Acrylic terpolymer microcapsules for colon-specific drug delivery: effect of molecular weight and solubility of microencapsulated drugs on their release behaviors

In our previous study, new microcapsules (MCs) with a membrane of terpolymer of ethyl acrylate, methyl methacrylate, and 2-hydroxyethyl methacrylate were prepared by the Wurster coating process to perorally deliver macromolecular drugs such as peptides and proteins to the colon in a delayed-release manner. The present study focused on the investigation of the release characteristics of acrylic terpolymer MCs containing fluorescein isothiocyanate-labeled dextran (FITC-Dex) of different average molecular weights or small molecular drugs of different solubilities for further understanding the permeation nature of the acrylic terpolymer membrane. FITC-Dex of average molecular weight less than approximately 20,000 atomic mass unit (amu) could pass smoothly through the MC membrane after a lag time of 7 h.
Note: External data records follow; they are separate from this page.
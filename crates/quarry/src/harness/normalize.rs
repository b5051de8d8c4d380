// SPDX-License-Identifier: AGPL-3.0-only
// Copyright (C) 2024 Jonathan Lee
// This program is free software: you can redistribute it and/or modify
// it under the terms of the GNU Affero General Public License version 3
// as published by the Free Software Foundation.
// This program is distributed in the hope that it will be useful,
// but WITHOUT ANY WARRANTY; without even the implied warranty of
// MERCHANTABILITY or FITNESS FOR A PARTICULAR PURPOSE.
// See the GNU Affero General Public License for more details.
// You should have received a copy of the GNU Affero General Public License
// along with this program. If not, see https://www.gnu.org/licenses/.

use crate::tabular::Table;
use chrono::{DateTime, SecondsFormat, Utc};
use quarry_contracts::TabularPayload;
use serde_json::{Map, Value};

/// Appends `agent` and `timestamp` after the script's own keys.
pub fn enrich_summary(mut summary: Map<String, Value>, agent: &str, at: DateTime<Utc>) -> Map<String, Value> {
    summary.insert("agent".to_string(), Value::String(agent.to_string()));
    summary.insert(
        "timestamp".to_string(),
        Value::String(at.to_rfc3339_opts(SecondsFormat::Micros, true)),
    );
    summary
}

pub fn inline_payload(table: &Table, date_format: &str) -> TabularPayload {
    table.to_payload(date_format)
}

#[cfg(test)]
mod tests {
    use super::*;
    use crate::tabular::ColumnData;
    use chrono::{NaiveDate, TimeZone};

    #[test]
    fn summary_keys_keep_their_order() {
        let mut summary = Map::new();
        summary.insert("total".into(), Value::from(3));
        let at = Utc.with_ymd_and_hms(2024, 5, 1, 12, 0, 0).unwrap();
        let summary = enrich_summary(summary, "sales_agent", at);
        let keys: Vec<_> = summary.keys().cloned().collect();
        assert_eq!(keys, ["total", "agent", "timestamp"]);
        assert_eq!(summary["timestamp"], Value::from("2024-05-01T12:00:00.000000Z"));
    }

    #[test]
    fn temporal_and_missing_cells_are_transport_safe() {
        let day = NaiveDate::from_ymd_opt(2024, 2, 29).unwrap();
        let table = Table::new(vec![
            ("day".into(), ColumnData::Date(vec![Some(day), None])),
            ("ratio".into(), ColumnData::Float(vec![Some(f64::NAN), Some(0.5)])),
        ])
        .unwrap();
        let payload = inline_payload(&table, "%Y-%m-%d");
        assert_eq!(payload.rows[0], vec![Value::from("2024-02-29"), Value::Null]);
        assert_eq!(payload.rows[1], vec![Value::Null, Value::from(0.5)]);
        let text = serde_json::to_string(&payload).unwrap();
        assert_eq!(serde_json::from_str::<TabularPayload>(&text).unwrap(), payload);
    }
}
FITC-Dex of molecular weight of up to approximately 1,000, 000 amu could pass via a membrane of terpolymer at a rate that decreased with an increase in the molecular weight; the release rate then decreased with an increase in the membrane thickness. Thus, the delayed release of FITC-Dex from the MCs was not simply due to crack formation or membrane bursting. In the case of MCs encapsulating small molecular drugs of different solubilities, when the water solubility of the drug was higher than 1 mg/mL, a fast release was observed after the lag time; more than 82% was released after 18 h. The delayed release from these MCs was explained by the water intake during the lag time, drug release through the membrane pores after the end of water intake and final shrinking of the particle.